Wednesday, August 27, 2008

Magnetic cows

'Magnetic cows' are visible from space
B-field bovines apparently sense Earth's magnetic field.

Daniel Cressey
Published online 25 August 2008 | Nature | doi:10.1038/news.2008.1059

Despite thousands of years of coexistence, exploitation and cheese, humanity seems to have missed an intriguing fact about cows: they like to point north. Or possibly south.

Looking polewards, apparently An analysis of more than 8,000 cows claims they have a statistically significant preference to align themselves in a north-south direction. The team behind this study has also found a similar preference in deer, and believes the animals must be sensing the Earth's magnetic field.

While 'magnetoreception' has been documented in insects, birds and some mammals, the idea that such a prominent example of it could have gone unrecognised for years comes as a surprise. What evolutionary advantage, if any, the cattle might accrue is unclear.

"It is amazing that this ubiquitous conspicuous phenomenon apparently has remained unnoticed by herdsmen and hunters for thousands of years," write Sabine Begall, of the University of Duisberg-Essen in Germany, and colleagues in Proceedings of the National Academy of Sciences1.

"The biophysics of a receptor that can provide this information is really simple" Joe Kirschvink Caltech

Begall's team used satellite photos from Google Earth to analyse the orientation of 8,510 cattle at 308 sites around the globe. The photos were chosen to ensure the animals were clearly visible, standing on flat ground, and not close to water or feeding areas that would influence their position.
"The whole search was quite time-consuming," says Begall. "Sometimes you find several pastures within minutes, and at other times you search and search without finding anything useful."
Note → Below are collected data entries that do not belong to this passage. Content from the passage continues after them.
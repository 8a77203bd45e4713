//! The transport facade.
//!
//! [`Transport`] ties the pieces together: it attaches the process's
//! protection domain, runs the rendezvous listener on a background thread,
//! and exposes connect, register, send, put, get and wait to the caller.

use std::io::ErrorKind;
use std::net::{IpAddr, Ipv4Addr, TcpListener};
use std::sync::atomic::{AtomicBool, AtomicU64, Ordering};
use std::sync::Arc;
use std::thread::{self, JoinHandle};
use std::time::Duration;

use parking_lot::Mutex;

use crate::cancel::{new_cancel_pair, CancelHandle, CancelReason, CancelToken};
use crate::completion::{self, OpContext, Status};
use crate::config::TransportConfig;
use crate::connection::{ConnectionManager, Peer};
use crate::error::{Result, TransportError};
use crate::handshake::{Identity, ServerQueueAttrs};
use crate::memory::{self, MemoryHandle, RemoteBuffer};
use crate::metrics::{MetricsSnapshot, TransportMetrics};
use crate::nic::{DomainId, InstanceId, NicDriver};
use crate::request_queue::{self, QueueStats, RequestQueue};
use crate::role::{Operation, Role};
use crate::transfer;
use crate::url::FabricUrl;

struct Shared {
    config: TransportConfig,
    nic: Arc<dyn NicDriver>,
    url: FabricUrl,
    local: Peer,
    identity: Identity,
    domain: DomainId,
    cancel: CancelToken,
    cancel_handle: CancelHandle,
    shutdown: CancelToken,
    shutdown_handle: CancelHandle,
    metrics: TransportMetrics,
    connections: ConnectionManager,
    queue: Mutex<Option<RequestQueue>>,
    /// Copy of the queue descriptor, readable while a wait holds `queue`.
    queue_attrs: Mutex<ServerQueueAttrs>,
    next_handle: AtomicU64,
    finished: AtomicBool,
}

impl Shared {
    fn ctx(&self) -> OpContext<'_> {
        OpContext {
            nic: self.nic.as_ref(),
            config: &self.config,
            cancel: &self.cancel,
            metrics: &self.metrics,
        }
    }
}

/// One process's endpoint on the fabric.
pub struct Transport {
    shared: Arc<Shared>,
    listener: Mutex<Option<JoinHandle<()>>>,
}

impl Transport {
    /// Attaches the protection domain, starts the rendezvous listener and
    /// publishes the contact URL.
    pub fn init(config: TransportConfig, nic: Arc<dyn NicDriver>) -> Result<Self> {
        config.validate()?;
        let domain = nic.attach_domain(config.credentials())?;
        match Self::start(config, nic.clone(), domain) {
            Ok(transport) => Ok(transport),
            Err(err) => {
                let _ = nic.detach_domain(domain);
                Err(err)
            }
        }
    }

    fn start(config: TransportConfig, nic: Arc<dyn NicDriver>, domain: DomainId) -> Result<Self> {
        let listener = TcpListener::bind((config.listen_host.as_str(), config.listen_port))?;
        listener.set_nonblocking(true)?;
        let bound = listener.local_addr()?;

        let host = if bound.ip().is_unspecified() {
            IpAddr::V4(Ipv4Addr::LOCALHOST).to_string()
        } else {
            config.listen_host.clone()
        };
        let url = FabricUrl::new(host, bound.port(), config.credentials());
        let local = Peer {
            addr: url.resolve()?,
            url: url.clone(),
            instance: nic.instance(),
        };
        if let Some(path) = &config.contact_file {
            std::fs::write(path, format!("{url}\n"))?;
            tracing::debug!(path = %path.display(), "contact file written");
        }

        let (cancel, cancel_handle) = new_cancel_pair();
        let (shutdown, shutdown_handle) = new_cancel_pair();
        let identity = Identity {
            instance: nic.instance(),
            placement: nic.placement(),
        };
        let shared = Arc::new(Shared {
            config,
            nic,
            url,
            local,
            identity,
            domain,
            cancel,
            cancel_handle,
            shutdown,
            shutdown_handle,
            metrics: TransportMetrics::new(),
            connections: ConnectionManager::new(),
            queue: Mutex::new(None),
            queue_attrs: Mutex::new(ServerQueueAttrs::default()),
            next_handle: AtomicU64::new(1),
            finished: AtomicBool::new(false),
        });

        let accept_shared = shared.clone();
        let handle = thread::Builder::new()
            .name("fabric-accept".to_string())
            .spawn(move || accept_loop(accept_shared, listener))?;

        tracing::info!(
            url = %shared.url,
            instance = shared.identity.instance,
            delivery_mode = shared.config.delivery_mode.as_str(),
            "transport initialized"
        );
        Ok(Self {
            shared,
            listener: Mutex::new(Some(handle)),
        })
    }

    /// This process's contact URL.
    pub fn url(&self) -> &FabricUrl {
        &self.shared.url
    }

    /// This process as a peer.
    pub fn local_peer(&self) -> &Peer {
        &self.shared.local
    }

    /// Instance id of the local NIC.
    pub fn instance(&self) -> InstanceId {
        self.shared.identity.instance
    }

    /// Every connected peer, oldest connection first.
    pub fn peers(&self) -> Vec<Peer> {
        self.shared.connections.peers()
    }

    /// Number of live connections in either direction.
    pub fn connection_count(&self) -> usize {
        self.shared.connections.len()
    }

    /// Connects to the process whose URL is `url`.
    pub fn connect(&self, url: &str, timeout: Option<Duration>) -> Result<Peer> {
        let url = FabricUrl::parse(url)?;
        let ctx = self.shared.ctx();
        self.shared
            .connections
            .connect(&ctx, &url, self.shared.identity, timeout)
    }

    /// Drops the connection to `peer`. Unknown peers are not an error.
    pub fn disconnect(&self, peer: &Peer) -> Result<()> {
        let ctx = self.shared.ctx();
        self.shared.connections.disconnect(&ctx, peer);
        Ok(())
    }

    /// Registers `buffer` for `role`.
    ///
    /// `elem_size` is the slot size for [`Role::RequestQueue`]; for other
    /// roles the buffer must be a whole number of `elem_size` elements.
    /// Every role except the request queue is registered against `peer`.
    pub fn register(
        &self,
        buffer: Vec<u8>,
        elem_size: usize,
        role: Role,
        peer: Option<&Peer>,
    ) -> Result<MemoryHandle> {
        let ctx = self.shared.ctx();
        let id = self.shared.next_handle.fetch_add(1, Ordering::Relaxed);

        let handle = if role == Role::RequestQueue {
            let mut slot = self.shared.queue.lock();
            if slot.is_some() {
                return Err(TransportError::invalid("a request queue is already registered"));
            }
            let queue = RequestQueue::create(&ctx, buffer, elem_size)?;
            *self.shared.queue_attrs.lock() = queue.attrs();
            let handle = queue.handle(id, self.instance());
            *slot = Some(queue);
            handle
        } else {
            let peer = peer.ok_or_else(|| {
                TransportError::invalid(format!("{role} buffer needs a peer"))
            })?;
            let conn = self.shared.connections.resolve(peer)?;
            memory::register(&ctx, id, buffer, elem_size, role, &conn)?
        };
        self.shared.metrics.inc_buffers_registered();
        Ok(handle)
    }

    /// Releases `handle` and returns its bytes. The request-queue handle
    /// takes the request queue with it.
    pub fn unregister(&self, handle: MemoryHandle) -> Result<Vec<u8>> {
        let bytes = if handle.role() == Role::RequestQueue {
            let queue = self
                .shared
                .queue
                .lock()
                .take()
                .ok_or_else(|| TransportError::invalid("no request queue registered"))?;
            *self.shared.queue_attrs.lock() = ServerQueueAttrs::default();
            queue.release(self.shared.nic.as_ref())
        } else {
            memory::unregister(self.shared.nic.as_ref(), handle)?
        };
        self.shared.metrics.inc_buffers_unregistered();
        Ok(bytes)
    }

    /// Sends the whole of `handle`.
    ///
    /// Without `dest`, or with a request-queue `dest`, the buffer goes into
    /// the peer's request queue. Any other `dest` receives it as a put.
    pub fn send(&self, handle: &mut MemoryHandle, dest: Option<&RemoteBuffer>) -> Result<()> {
        if handle.role() != Role::Send {
            return Err(TransportError::invalid(format!(
                "cannot send from a {} buffer",
                handle.role()
            )));
        }
        let ctx = self.shared.ctx();
        if let Some(dest) = dest.filter(|d| d.role != Role::RequestQueue) {
            let len = handle.len() as u64;
            return transfer::put(&ctx, handle, 0, len, dest, 0);
        }

        let conn_id = handle.channels()?.conn;
        let conn = self
            .shared
            .connections
            .get(conn_id)
            .ok_or_else(|| TransportError::NotConnected {
                peer: handle
                    .peer()
                    .map(ToString::to_string)
                    .unwrap_or_default(),
            })?;
        let mut client_queue = conn.client_queue.lock();
        let queue = client_queue.as_mut().ok_or_else(|| {
            TransportError::invalid(format!("{} has no request queue", conn.peer))
        })?;
        request_queue::send_request(&ctx, queue, handle).map(|_| ())
    }

    /// Writes `len` bytes of `src` at `src_offset` to `dest` at `dest_offset`.
    pub fn put(
        &self,
        src: &mut MemoryHandle,
        src_offset: u64,
        len: u64,
        dest: &RemoteBuffer,
        dest_offset: u64,
    ) -> Result<()> {
        transfer::put(&self.shared.ctx(), src, src_offset, len, dest, dest_offset)
    }

    /// Reads `len` bytes of `src` at `src_offset` into `dest` at `dest_offset`.
    pub fn get(
        &self,
        src: &RemoteBuffer,
        src_offset: u64,
        len: u64,
        dest: &mut MemoryHandle,
        dest_offset: u64,
    ) -> Result<()> {
        transfer::get(&self.shared.ctx(), src, src_offset, len, dest, dest_offset)
    }

    /// Waits for `handle`'s current operation. `None` waits without a
    /// deadline; a zero timeout polls once.
    pub fn wait(
        &self,
        handle: &mut MemoryHandle,
        op: Operation,
        timeout: Option<Duration>,
    ) -> Result<Status> {
        let shared = &self.shared;
        let ctx = shared.ctx();
        if handle.role() == Role::RequestQueue {
            let mut queue = shared.queue.lock();
            let queue = queue
                .as_mut()
                .ok_or_else(|| TransportError::invalid("no request queue registered"))?;
            completion::wait(
                &ctx,
                handle,
                op,
                timeout,
                Some(queue),
                &shared.local,
                &shared.connections,
            )
        } else {
            completion::wait(
                &ctx,
                handle,
                op,
                timeout,
                None,
                &shared.local,
                &shared.connections,
            )
        }
    }

    /// Current transport counters.
    pub fn metrics(&self) -> MetricsSnapshot {
        self.shared.metrics.snapshot()
    }

    /// Counters of the local request queue, if one is registered.
    pub fn queue_stats(&self) -> Option<QueueStats> {
        self.shared.queue.lock().as_ref().map(RequestQueue::stats)
    }

    /// Handle that cancels pending and future waits.
    pub fn cancel_handle(&self) -> CancelHandle {
        self.shared.cancel_handle.clone()
    }

    /// Shuts the transport down. Calling it again is a no-op.
    pub fn fini(&self) -> Result<()> {
        let shared = &self.shared;
        if shared.finished.swap(true, Ordering::SeqCst) {
            return Ok(());
        }
        shared.shutdown_handle.cancel(CancelReason::Shutdown);
        shared.cancel_handle.cancel(CancelReason::Shutdown);
        if let Some(handle) = self.listener.lock().take() {
            if handle.join().is_err() {
                tracing::error!("accept thread panicked");
            }
        }

        let ctx = shared.ctx();
        shared.connections.close_all(&ctx);
        if let Some(queue) = shared.queue.lock().take() {
            queue.release(shared.nic.as_ref());
        }
        shared.nic.detach_domain(shared.domain)?;

        let metrics = shared.metrics.snapshot();
        tracing::info!(
            url = %shared.url,
            connections = metrics.connections_opened,
            requests_sent = metrics.requests_sent,
            requests_received = metrics.requests_received,
            "transport finalized"
        );
        Ok(())
    }
}

impl Drop for Transport {
    fn drop(&mut self) {
        if let Err(err) = self.fini() {
            tracing::warn!(error = %err, "transport teardown failed");
        }
    }
}

impl std::fmt::Debug for Transport {
    fn fmt(&self, f: &mut std::fmt::Formatter<'_>) -> std::fmt::Result {
        f.debug_struct("Transport")
            .field("url", &self.shared.url)
            .field("instance", &self.shared.identity.instance)
            .field("connections", &self.shared.connections.len())
            .finish()
    }
}

fn accept_loop(shared: Arc<Shared>, listener: TcpListener) {
    let ctx = shared.ctx();
    let pause = shared.config.accept_interval();
    while !shared.shutdown.is_cancelled() {
        match listener.accept() {
            Ok((stream, addr)) => {
                let attrs = *shared.queue_attrs.lock();
                if let Err(err) =
                    shared
                        .connections
                        .accept(&ctx, stream, addr, shared.identity, attrs)
                {
                    tracing::warn!(%addr, error = %err, "inbound handshake failed");
                }
            }
            Err(err) if err.kind() == ErrorKind::WouldBlock => {
                shared.shutdown.sleep(pause);
            }
            Err(err) => {
                tracing::warn!(error = %err, "accept failed");
                shared.shutdown.sleep(pause);
            }
        }
    }
    tracing::debug!("accept loop stopped");
}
When the team studied the photos, they found the cows were far more likely to be lined up north-south than to be pointing randomly.

The researchers also undertook field work to analyse the preferred body direction of deer, using observations of grazing red and roe deer in the Czech Republic and also measuring the body prints left by deer resting in snow. In total they checked 2,974 roe and fallow deer in 241 locations. Again the team found a preference to align with the Earth's magnetic fields.

Cow compasses
Begall says that one obvious explanation - animals aligning to maximise heating from the sun - can be excluded. The team did further checking on sites relatively close to the poles - where the difference is greatest between the direction of magnetic north and true north. If the animals were sunning themselves, they would be aligned to true north. "[The cattle] are oriented more to magnetic north than to geographic," she says.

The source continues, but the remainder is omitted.